In re State
128 A.3d 1152
| N.J. Super. Ct. App. Div. | 2016Background
- NJLESA (union for 665 law-enforcement supervisors) and the State were in mandatory interest arbitration under the Police and Fire Public Interest Arbitration Reform Act after their CNA expired on June 30, 2011.
- The Act (at the time) limited arbitrated base-salary increases to 2% per year of the aggregate base-salary amount from the 12 months before the expired CNA (the "2% salary cap").
- The arbitrator calculated the base-year aggregate salary as $56,945,856.70, computed 2% per year over four years (total available $4,555,668), then applied a scattergram-based projection of step movement and longevity.
- Using the State’s scattergram (which projected all incumbents moving through the schedule), the arbitrator found step costs of $3,734,295, leaving $821,373 available and awarded $757,833 in salary — within the statutory cap.

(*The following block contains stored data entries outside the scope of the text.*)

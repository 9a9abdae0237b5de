// SPDX-FileCopyrightText: 2026 Tandem Contributors
// SPDX-License-Identifier: MIT OR Apache-2.0

//! Adapter trait for the asynchronous, task-oriented backend.

use std::time::Duration;

use async_trait::async_trait;

use crate::error::AgenticError;

/// A create-then-poll automation backend.
#[async_trait]
pub trait AgenticAdapter: Send + Sync + 'static {
    /// Human-readable adapter name, used in logs.
    fn name(&self) -> &str;

    /// Whether a credential is available.
    fn is_configured(&self) -> bool;

    /// Creates a remote task for `prompt` and polls it every `poll_interval`
    /// until it reaches a terminal state or `max_wait` elapses.
    async fn submit(
        &self,
        prompt: &str,
        poll_interval: Duration,
        max_wait: Duration,
    ) -> Result<String, AgenticError>;
}
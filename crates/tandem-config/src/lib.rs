// SPDX-FileCopyrightText: 2026 Tandem Contributors
// SPDX-License-Identifier: MIT OR Apache-2.0

//! Configuration system for the Tandem dispatcher.
//!
//! TOML files merged with `TANDEM_*` environment overrides via Figment,
//! strict `deny_unknown_fields` parsing, semantic validation, and miette
//! diagnostics with typo suggestions.
//!
//! ```no_run
//! let config = tandem_config::load_and_validate().expect("config errors");
//! println!("listening on {}:{}", config.server.host, config.server.port);
//! ```

pub mod diagnostic;
pub mod loader;
pub mod model;
pub mod validation;

use std::path::Path;

pub use diagnostic::{render_errors, ConfigError};
pub use loader::{load_config, load_config_from_path, load_config_from_str};
pub use model::TandemConfig;

/// Load configuration from the standard hierarchy and validate it.
pub fn load_and_validate() -> Result<TandemConfig, Vec<ConfigError>> {
    finish(loader::load_config(), collect_toml_sources)
}

/// Load configuration from an explicit file (plus env overrides) and validate it.
pub fn load_and_validate_path(path: &Path) -> Result<TandemConfig, Vec<ConfigError>> {
    finish(loader::load_config_from_path(path), || {
        read_source(path).into_iter().collect()
    })
}

/// Load configuration from a TOML string and validate it.
pub fn load_and_validate_str(toml_content: &str) -> Result<TandemConfig, Vec<ConfigError>> {
    finish(loader::load_config_from_str(toml_content), || {
        vec![("<inline>".to_string(), toml_content.to_string())]
    })
}

#[allow(clippy::result_large_err)]
fn finish(
    loaded: Result<TandemConfig, figment::Error>,
    sources: impl FnOnce() -> Vec<(String, String)>,
) -> Result<TandemConfig, Vec<ConfigError>> {
    match loaded {
        Ok(config) => {
            validation::validate_config(&config)?;
            Ok(config)
        }
        Err(err) => Err(diagnostic::figment_to_config_errors(err, &sources())),
    }
}

/// Contents of every config file in the hierarchy that exists, for error spans.
fn collect_toml_sources() -> Vec<(String, String)> {
    let local = std::env::current_dir()
        .map(|d| d.join(loader::LOCAL_CONFIG))
        .unwrap_or_else(|_| loader::LOCAL_CONFIG.into());

    [
        Some(local),
        loader::user_config_path(),
        Some(loader::SYSTEM_CONFIG.into()),
    ]
    .into_iter()
    .flatten()
    .filter_map(|path| read_source(&path))
    .collect()
}

fn read_source(path: &Path) -> Option<(String, String)> {
    std::fs::read_to_string(path)
        .ok()
        .map(|content| (path.display().to_string(), content))
}
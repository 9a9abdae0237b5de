// SPDX-FileCopyrightText: 2026 Tandem Contributors
// SPDX-License-Identifier: MIT OR Apache-2.0

//! Fast backend adapter for the Tandem dispatcher.
//!
//! [`FastBackend`] implements [`FastAdapter`] over the `generateContent` API,
//! walking an ordered list of model variants until one answers.

pub mod client;
pub mod types;

use std::time::Duration;

use async_trait::async_trait;
use tandem_config::model::FastConfig;
use tandem_core::{FastAdapter, FastError, TandemError};
use tracing::{debug, info, warn};

use crate::client::{CallFailure, FastClient};

/// Environment variables consulted, in order, when no key is configured.
pub const API_KEY_ENV_VARS: &[&str] = &["FAST_API_KEY", "GEMINI_API_KEY"];

/// Model-cascade backend.
///
/// API key resolution order: `fast.api_key` -> `FAST_API_KEY` -> `GEMINI_API_KEY`.
/// Without a key the backend still constructs and reports
/// [`FastError::NotConfigured`] on every call.
#[derive(Debug, Clone)]
pub struct FastBackend {
    client: Option<FastClient>,
    models: Vec<String>,
}

impl FastBackend {
    /// Creates the backend from configuration and the process environment.
    pub fn new(config: &FastConfig) -> Result<Self, TandemError> {
        let api_key = resolve_api_key(config.api_key.as_deref(), |name| std::env::var(name).ok());
        Self::with_key(config, api_key)
    }

    /// Creates the backend with an already-resolved key.
    pub fn with_key(config: &FastConfig, api_key: Option<String>) -> Result<Self, TandemError> {
        let client = match api_key {
            Some(key) => Some(FastClient::new(&key, &config.base_url)?),
            None => {
                warn!("fast backend has no API key; calls will fail until one is configured");
                None
            }
        };

        info!(models = ?config.models, "fast backend initialized");

        Ok(Self {
            client,
            models: config.models.clone(),
        })
    }

    pub fn models(&self) -> &[String] {
        &self.models
    }
}

#[async_trait]
impl FastAdapter for FastBackend {
    fn name(&self) -> &str {
        "fast"
    }

    fn is_configured(&self) -> bool {
        self.client.is_some()
    }

    async fn submit(&self, prompt: &str, timeout: Duration) -> Result<String, FastError> {
        let client = self.client.as_ref().ok_or(FastError::NotConfigured)?;

        let mut quota: Option<String> = None;
        let mut failures: Vec<String> = Vec::new();
        let mut timeouts = 0usize;

        for (attempt, model) in self.models.iter().enumerate() {
            debug!(model, attempt, "trying fast model");

            match tokio::time::timeout(timeout, client.generate(model, prompt)).await {
                Ok(Ok(text)) => {
                    debug!(model, attempt, chars = text.len(), "fast model answered");
                    return Ok(text);
                }
                Ok(Err(CallFailure::Revoked(detail))) => {
                    warn!(
                        model,
                        detail = %detail,
                        "fast credential rejected; skipping remaining models"
                    );
                    return Err(FastError::KeyRevoked { detail });
                }
                Ok(Err(CallFailure::Quota(detail))) => {
                    warn!(model, detail = %detail, "fast model quota exhausted");
                    failures.push(format!("{model}: {detail}"));
                    quota = Some(detail);
                }
                Ok(Err(failure)) => {
                    warn!(model, detail = %failure.detail(), "fast model failed");
                    failures.push(format!("{model}: {}", failure.detail()));
                }
                Err(_) => {
                    warn!(model, timeout = ?timeout, "fast model timed out");
                    failures.push(format!("{model}: timed out after {timeout:?}"));
                    timeouts += 1;
                }
            }
        }

        if let Some(detail) = quota {
            return Err(FastError::QuotaExceeded { detail });
        }
        if timeouts > 0 && timeouts == self.models.len() {
            return Err(FastError::Timeout { duration: timeout });
        }
        Err(FastError::AllCandidatesFailed {
            attempted: self.models.len(),
            detail: failures.join("; "),
        })
    }
}

/// Picks the configured key, or the first non-empty env var from [`API_KEY_ENV_VARS`].
fn resolve_api_key(
    configured: Option<&str>,
    lookup: impl Fn(&str) -> Option<String>,
) -> Option<String> {
    if let Some(key) = configured.filter(|k| !k.is_empty()) {
        return Some(key.to_string());
    }
    API_KEY_ENV_VARS
        .iter()
        .filter_map(|name| lookup(name))
        .find(|key| !key.is_empty())
}

#[cfg(test)]
mod tests {
    use super::*;
    use wiremock::matchers::{method, path};
    use wiremock::{Mock, MockServer, ResponseTemplate};

    const MODELS: [&str; 3] = ["model-a", "model-b", "model-c"];

    fn backend(base_url: &str) -> FastBackend {
        let config = FastConfig {
            base_url: base_url.to_string(),
            models: MODELS.iter().map(|m| m.to_string()).collect(),
            ..FastConfig::default()
        };
        FastBackend::with_key(&config, Some("test-key".into())).unwrap()
    }

    fn model_path(model: &str) -> String {
        format!("/v1beta/models/{model}:generateContent")
    }

    fn ok_body(text: &str) -> serde_json::Value {
        serde_json::json!({"candidates": [{"content": {"parts": [{"text": text}]}}]})
    }

    fn err_body(code: u16, status: &str) -> serde_json::Value {
        serde_json::json!({"error": {"code": code, "message": "nope", "status": status}})
    }

    async fn mount(server: &MockServer, model: &str, response: ResponseTemplate) {
        Mock::given(method("POST"))
            .and(path(model_path(model)))
            .respond_with(response)
            .mount(server)
            .await;
    }

    #[test]
    fn configured_key_wins_over_env() {
        let key = resolve_api_key(Some("cfg"), |_| Some("env".into()));
        assert_eq!(key.as_deref(), Some("cfg"));
    }

    #[test]
    fn env_vars_checked_in_order() {
        let key = resolve_api_key(None, |name| match name {
            "FAST_API_KEY" => Some(String::new()),
            "GEMINI_API_KEY" => Some("gemini".into()),
            _ => None,
        });
        assert_eq!(key.as_deref(), Some("gemini"));
    }

    #[test]
    fn empty_configured_key_falls_back() {
        assert!(resolve_api_key(Some(""), |_| None).is_none());
    }

    #[tokio::test]
    async fn missing_key_is_not_configured() {
        let backend = FastBackend::with_key(&FastConfig::default(), None).unwrap();
        assert!(!backend.is_configured());
        let err = backend.submit("hi", Duration::from_secs(1)).await.unwrap_err();
        assert!(matches!(err, FastError::NotConfigured));
    }

    #[tokio::test]
    async fn first_model_success_short_circuits() {
        let server = MockServer::start().await;
        Mock::given(method("POST"))
            .and(path(model_path("model-a")))
            .respond_with(ResponseTemplate::new(200).set_body_json(ok_body("from a")))
            .expect(1)
            .mount(&server)
            .await;
        Mock::given(method("POST"))
            .and(path(model_path("model-b")))
            .respond_with(ResponseTemplate::new(200).set_body_json(ok_body("from b")))
            .expect(0)
            .mount(&server)
            .await;

        let text = backend(&server.uri())
            .submit("hi", Duration::from_secs(5))
            .await
            .unwrap();
        assert_eq!(text, "from a");
    }

    #[tokio::test]
    async fn unavailable_model_moves_to_next() {
        let server = MockServer::start().await;
        mount(
            &server,
            "model-a",
            ResponseTemplate::new(404).set_body_json(err_body(404, "NOT_FOUND")),
        )
        .await;
        mount(
            &server,
            "model-b",
            ResponseTemplate::new(200).set_body_json(ok_body("from b")),
        )
        .await;

        let text = backend(&server.uri())
            .submit("hi", Duration::from_secs(5))
            .await
            .unwrap();
        assert_eq!(text, "from b");
    }

    #[tokio::test]
    async fn quota_is_remembered_and_later_model_can_answer() {
        let server = MockServer::start().await;
        mount(
            &server,
            "model-a",
            ResponseTemplate::new(429).set_body_json(err_body(429, "RESOURCE_EXHAUSTED")),
        )
        .await;
        mount(&server, "model-b", ResponseTemplate::new(500)).await;
        mount(
            &server,
            "model-c",
            ResponseTemplate::new(200).set_body_json(ok_body("from c")),
        )
        .await;

        let text = backend(&server.uri())
            .submit("hi", Duration::from_secs(5))
            .await
            .unwrap();
        assert_eq!(text, "from c");
    }

    #[tokio::test]
    async fn quota_surfaces_when_nothing_answers() {
        let server = MockServer::start().await;
        mount(&server, "model-a", ResponseTemplate::new(500)).await;
        mount(
            &server,
            "model-b",
            ResponseTemplate::new(429).set_body_json(err_body(429, "RESOURCE_EXHAUSTED")),
        )
        .await;
        mount(&server, "model-c", ResponseTemplate::new(404)).await;

        let err = backend(&server.uri())
            .submit("hi", Duration::from_secs(5))
            .await
            .unwrap_err();
        assert!(matches!(err, FastError::QuotaExceeded { .. }), "got: {err:?}");
    }

    #[tokio::test]
    async fn revoked_key_stops_cascade() {
        let server = MockServer::start().await;
        Mock::given(method("POST"))
            .and(path(model_path("model-a")))
            .respond_with(ResponseTemplate::new(400).set_body_json(serde_json::json!({
                "error": {
                    "code": 400,
                    "message": "API key expired. Please renew the API key.",
                    "status": "INVALID_ARGUMENT",
                    "details": [{"reason": "API_KEY_INVALID"}]
                }
            })))
            .expect(1)
            .mount(&server)
            .await;
        Mock::given(method("POST"))
            .and(path(model_path("model-b")))
            .respond_with(ResponseTemplate::new(200).set_body_json(ok_body("unreachable")))
            .expect(0)
            .mount(&server)
            .await;

        let err = backend(&server.uri())
            .submit("hi", Duration::from_secs(5))
            .await
            .unwrap_err();
        assert!(matches!(err, FastError::KeyRevoked { .. }), "got: {err:?}");
    }

    #[tokio::test]
    async fn all_failures_list_every_model() {
        let server = MockServer::start().await;
        for model in MODELS {
            mount(&server, model, ResponseTemplate::new(503)).await;
        }

        let err = backend(&server.uri())
            .submit("hi", Duration::from_secs(5))
            .await
            .unwrap_err();
        match err {
            FastError::AllCandidatesFailed { attempted, detail } => {
                assert_eq!(attempted, 3);
                for model in MODELS {
                    assert!(detail.contains(model), "missing {model} in {detail}");
                }
            }
            other => panic!("expected AllCandidatesFailed, got {other:?}"),
        }
    }

    #[tokio::test]
    async fn every_model_timing_out_is_timeout() {
        let server = MockServer::start().await;
        for model in MODELS {
            mount(
                &server,
                model,
                ResponseTemplate::new(200)
                    .set_body_json(ok_body("late"))
                    .set_delay(Duration::from_millis(500)),
            )
            .await;
        }

        let err = backend(&server.uri())
            .submit("hi", Duration::from_millis(50))
            .await
            .unwrap_err();
        assert!(matches!(err, FastError::Timeout { .. }), "got: {err:?}");
    }

    #[tokio::test]
    async fn deadline_restarts_per_model() {
        let server = MockServer::start().await;
        mount(
            &server,
            "model-a",
            ResponseTemplate::new(200)
                .set_body_json(ok_body("late"))
                .set_delay(Duration::from_millis(500)),
        )
        .await;
        mount(
            &server,
            "model-b",
            ResponseTemplate::new(200).set_body_json(ok_body("on time")),
        )
        .await;

        let text = backend(&server.uri())
            .submit("hi", Duration::from_millis(200))
            .await
            .unwrap();
        assert_eq!(text, "on time");
    }
}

- NJLESA agreed with the base-year total but argued PERC and the arbitrator erred by accepting the State’s scattergram rather than NJLESA’s scattergram, which used actual 2012–2013 payrolls reflecting retirements/attrition (showing more funds available).

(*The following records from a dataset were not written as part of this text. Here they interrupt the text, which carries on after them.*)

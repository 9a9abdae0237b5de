// SPDX-FileCopyrightText: 2026 Tandem Contributors
// SPDX-License-Identifier: MIT OR Apache-2.0

//! Periodic removal of expired tasks.

use std::sync::Arc;
use std::time::Duration;

use tokio::task::JoinHandle;
use tokio_util::sync::CancellationToken;
use tracing::{debug, info};

use crate::store::TaskStore;

/// Spawns [`run_sweeper`] on the current runtime.
pub fn spawn_sweeper(
    store: Arc<TaskStore>,
    every: Duration,
    cancel: CancellationToken,
) -> JoinHandle<()> {
    tokio::spawn(run_sweeper(store, every, cancel))
}

/// Sweeps `store` every `every` until `cancel` fires.
pub async fn run_sweeper(store: Arc<TaskStore>, every: Duration, cancel: CancellationToken) {
    let mut interval = tokio::time::interval(every);
    // Skip the first immediate tick.
    interval.tick().await;

    info!(interval = ?every, retention = ?store.retention(), "task sweeper started");

    loop {
        tokio::select! {
            _ = interval.tick() => {
                let removed = store.sweep();
                if removed > 0 {
                    info!(removed, remaining = store.len(), "expired tasks swept");
                } else {
                    debug!("task sweep found nothing to remove");
                }
            }
            _ = cancel.cancelled() => {
                info!("task sweeper shutting down");
                break;
            }
        }
    }
}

- PERC affirmed the award, rejecting NJLESA’s contention that post-base-year savings (from retirements/attrition) should reduce the base for the cap calculation; NJLESA appealed.
Issues
| Issue | Plaintiff's Argument | Defendant's Argument | Held |
|---|---|---|---|
| Whether arbitrator/PERC erred by accepting State’s scattergram and methodology instead of union’s scattergram | NJLESA: award should use actual 2012–2013 paid salaries (union scattergram) that reflect realized retirements/attrition, increasing available funds under the 2% cap | State/PERC: statute requires basing the cap on aggregate base salary in the 12 months before expiration and projecting that group forward; post-base-year savings are not to be credited | Court: Affirmed PERC; acceptance of State’s scattergram consistent with PERC precedent and statutory scheme |
| Whether realized post-base-year savings (retirements/attrition) must be credited when costing an award under the 2% cap | NJLESA: realized retirements/attrition in 2012–2013 are not speculative and should reduce employer costs for cap purposes | PERC: both speculative and realized post-base-year changes are outside the statute’s calculation; cap is fixed to the pre-expiration base-year aggregate | Court: Rejected NJLESA; PERC’s interpretation (no credit for post-base-year savings) reasonable and controlling |
| Whether arbitrator was required to adopt a specific costing methodology | NJLESA: arbitrator should have used union’s methodology and data | State/PERC: statute sets a maximum but not a mandated methodology; arbitrator has discretion within statutory limits | Court: Deferential review; arbitrator’s chosen methodology permissible so long as award complies with the cap |
| Whether PERC’s decision was arbitrary, capricious, or unreasonable | NJLESA: PERC’s affirmance ignored New Milford/Atlantic City guidance favoring actual paid figures where available | State/PERC: PERC’s decisions (including New Milford) support using end-of-base-year scattergram projection and disallow credit for subsequent savings | Court: PERC decision not arbitrary; it followed New Milford and related precedent |
Key Cases Cited
- Hillsdale PBA Local 207 v. Borough of Hillsdale, 137 N.J. 71 (explains arbitrator must state relevant statutory factors and provide reasoned analysis)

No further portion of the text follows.